The task: Somewhere below, one line contains "move |_| backend.find_file(path))" and a later line contains "reads as Unattempted.". Output those two lines and everything between them exactly, and nothing else.

Data to use:
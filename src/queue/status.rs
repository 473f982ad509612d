//! Enqueue, outcome reports and administrative status changes.

use super::registry::WorkflowSelector;
use super::retry::LockScope;
use super::session::QueueSession;
use crate::backends::{
    BulkStatusChange, EnqueueFile, EnqueueOutcome, QueueError, QueueResult, StatusTransition,
    TransitionOutcome,
};
use crate::model::{
    Action, ActionId, FileId, FileRecord, Outcome, Priority, QueueRecord, QueueStatus,
    QueuedFile, StatusChange,
};
use crate::observability::obs;

/// A file to put on an action's queue.
#[derive(Clone, Debug)]
pub struct EnqueueRequest {
    pub path: String,
    pub action: String,
    pub workflow: WorkflowSelector,
    pub size_bytes: Option<i64>,
    pub page_count: Option<i32>,
    pub priority: Option<Priority>,
    /// Take the file back from a worker that is still processing it.
    pub force: bool,
}

impl EnqueueRequest {
    pub fn new(path: impl Into<String>, action: impl Into<String>) -> Self {
        Self {
            path: path.into(),
            action: action.into(),
            workflow: WorkflowSelector::Active,
            size_bytes: None,
            page_count: None,
            priority: None,
            force: false,
        }
    }

    pub fn in_workflow(mut self, workflow: WorkflowSelector) -> Self {
        self.workflow = workflow;
        self
    }

    pub fn with_size(mut self, size_bytes: i64, page_count: i32) -> Self {
        self.size_bytes = Some(size_bytes);
        self.page_count = Some(page_count);
        self
    }

    pub fn with_priority(mut self, priority: Priority) -> Self {
        self.priority = Some(priority);
        self
    }

    pub fn forced(mut self) -> Self {
        self.force = true;
        self
    }
}

/// An administrative change of one file's status.
#[derive(Clone, Debug)]
pub struct SetStatusRequest {
    pub path: String,
    pub action: String,
    pub workflow: WorkflowSelector,
    pub to: QueueStatus,
    /// Rejected unless the ledger still holds this status.
    pub expected_from: Option<QueueStatus>,
    pub force: bool,
    pub comment: Option<String>,
    pub priority: Option<Priority>,
}

impl SetStatusRequest {
    pub fn new(path: impl Into<String>, action: impl Into<String>, to: QueueStatus) -> Self {
        Self {
            path: path.into(),
            action: action.into(),
            workflow: WorkflowSelector::Active,
            to,
            expected_from: None,
            force: false,
            comment: None,
            priority: None,
        }
    }

    pub fn in_workflow(mut self, workflow: WorkflowSelector) -> Self {
        self.workflow = workflow;
        self
    }

    pub fn expecting(mut self, from: QueueStatus) -> Self {
        self.expected_from = Some(from);
        self
    }

    pub fn forced(mut self) -> Self {
        self.force = true;
        self
    }

    pub fn with_comment(mut self, comment: impl Into<String>) -> Self {
        self.comment = Some(comment.into());
        self
    }

    pub fn with_priority(mut self, priority: Priority) -> Self {
        self.priority = Some(priority);
        self
    }
}

impl QueueSession {
    /// Queues the file for the action, creating the file and action rows on first use.
    #[obs]
    pub async fn enqueue(&self, request: &EnqueueRequest) -> QueueResult<EnqueueOutcome> {
        if request.path.trim().is_empty() {
            return Err(QueueError::InvalidRequest("file path must not be empty".into()));
        }
        self.revert_stale_if_due().await;
        let action = self
            .get_or_create_action(&request.action, &request.workflow)
            .await?;
        let file = EnqueueFile {
            path: request.path.clone(),
            size_bytes: request.size_bytes,
            page_count: request.page_count,
            action_id: action.id,
            workflow_id: action.workflow_id,
            priority: request.priority,
            force: request.force,
        };
        let file = &file;
        let backend = self.backend();
        self.run("enqueue_file", LockScope::Main, move |mode| {
            backend.enqueue_file(file, mode)
        })
        .await
    }

    /// Records a worker's result for a file it dequeued.
    ///
    /// Fails with `StatusMismatch` or `LeaseMismatch` once the file has been
    /// reverted or handed to another worker.
    #[obs]
    pub async fn report_outcome(
        &self,
        file: &QueuedFile,
        outcome: &Outcome,
    ) -> QueueResult<TransitionOutcome> {
        let comment = match outcome {
            Outcome::Failed { comment } => comment.clone(),
            _ => None,
        };
        let transition = StatusTransition {
            expected_from: Some(QueueStatus::Processing),
            lease_id: Some(file.lease_id),
            comment,
            user: Some(self.user.clone()),
            ..StatusTransition::new(file.file_id, file.action_id, outcome.target_status())
        };
        let transition = &transition;
        let backend = self.backend();
        self.run("transition", LockScope::Main, move |mode| {
            backend.transition(transition, mode)
        })
        .await
    }

    /// Sets one file's status for every action the request's name resolves to.
    #[obs]
    pub async fn set_status(
        &self,
        request: &SetStatusRequest,
    ) -> QueueResult<Vec<(ActionId, TransitionOutcome)>> {
        if matches!(request.to, QueueStatus::Processing | QueueStatus::Unattempted) {
            return Err(QueueError::InvalidRequest(format!(
                "status cannot be set to {}",
                request.to
            )));
        }
        let file = self.require_file(&request.path).await?;
        let actions = self
            .resolve_actions(&request.action, &request.workflow)
            .await?;

        let mut outcomes = Vec::with_capacity(actions.len());
        for action in actions {
            let transition = StatusTransition {
                expected_from: request.expected_from,
                force: request.force,
                lease_id: None,
                comment: request.comment.clone(),
                user: Some(self.user.clone()),
                priority: request.priority,
                ..StatusTransition::new(file.id, action.id, request.to)
            };
            let transition = &transition;
            let backend = self.backend();
            let outcome = self
                .run("transition", LockScope::Main, move |mode| {
                    backend.transition(transition, mode)
                })
                .await?;
            outcomes.push((action.id, outcome));
        }
        Ok(outcomes)
    }

    /// Moves every file of the action's workflow to `to`, one workflow at a time.
    ///
    /// Files being processed are left alone. Failed is only reachable through
    /// an explicit failure report, so it is rejected here along with Processing.
    #[obs]
    pub async fn set_status_for_all_files(
        &self,
        action: &str,
        workflow: &WorkflowSelector,
        to: QueueStatus,
        priority: Option<Priority>,
    ) -> QueueResult<u64> {
        if matches!(to, QueueStatus::Processing | QueueStatus::Failed) {
            return Err(QueueError::InvalidRequest(format!(
                "bulk status change to {to} is not allowed"
            )));
        }
        let actions = self.resolve_actions(action, workflow).await?;
        let mut changed = 0;
        for action in actions {
            let change = BulkStatusChange {
                action_id: action.id,
                to,
                user: Some(self.user.clone()),
                priority,
            };
            let change = &change;
            let backend = self.backend();
            changed += self
                .run("set_status_for_action", LockScope::Main, move |mode| {
                    backend.set_status_for_action(change, mode)
                })
                .await?;
        }
        Ok(changed)
    }

    pub async fn file(&self, path: &str) -> QueueResult<Option<FileRecord>> {
        let backend = self.backend();
        self.run("find_file", LockScope::Main, move |_| backend.find_file(path))
            .await
    }

    async fn require_file(&self, path: &str) -> QueueResult<FileRecord> {
        self.file(path)
            .await?
            .ok_or_else(|| QueueError::NotFound(format!("file `{path}`")))
    }

    pub async fn queue_record(
        &self,
        file_id: FileId,
        action_id: ActionId,
    ) -> QueueResult<Option<QueueRecord>> {
        let backend = self.backend();
        self.run("get_record", LockScope::Main, move |_| {
            backend.get_record(file_id, action_id)
        })
        .await
    }

    /// Status of a file for an action; a missing record reads as Unattempted.
    pub async fn status_of(&self, path: &str, action: &Action) -> QueueResult<QueueStatus> {
        let Some(file) = self.file(path).await? else {
            return Ok(QueueStatus::Unattempted);
        };
        Ok(self
            .queue_record(file.id, action.id)
            .await?
            .map_or(QueueStatus::Unattempted, |record| record.status))
    }

    pub async fn status_history(
        &self,
        file_id: FileId,
        action_id: ActionId,
    ) -> QueueResult<Vec<StatusChange>> {
        let backend = self.backend();
        self.run("status_history", LockScope::Main, move |_| {
            backend.status_history(file_id, action_id)
        })
        .await
    }

    /// Deletes the file and all of its queue records. Returns false for unknown paths.
    #[obs]
    pub async fn purge_file(&self, path: &str) -> QueueResult<bool> {
        let Some(file) = self.file(path).await? else {
            return Ok(false);
        };
        let backend = self.backend();
        self.run("purge_file", LockScope::Main, move |_| {
            backend.purge_file(file.id)
        })
        .await
    }

    /// Deleted files stay in the ledger but are never dequeued.
    pub async fn mark_file_deleted(&self, path: &str, deleted: bool) -> QueueResult<()> {
        let file = self.require_file(path).await?;
        let backend = self.backend();
        self.run("set_file_deleted", LockScope::Main, move |_| {
            backend.set_file_deleted(file.id, deleted)
        })
        .await
    }
}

Answer space:
        self.run("find_file", LockScope::Main, move |_| backend.find_file(path))
            .await
    }

    async fn require_file(&self, path: &str) -> QueueResult<FileRecord> {
        self.file(path)
            .await?
            .ok_or_else(|| QueueError::NotFound(format!("file `{path}`")))
    }

    pub async fn queue_record(
        &self,
        file_id: FileId,
        action_id: ActionId,
    ) -> QueueResult<Option<QueueRecord>> {
        let backend = self.backend();
        self.run("get_record", LockScope::Main, move |_| {
            backend.get_record(file_id, action_id)
        })
        .await
    }

    /// Status of a file for an action; a missing record reads as Unattempted.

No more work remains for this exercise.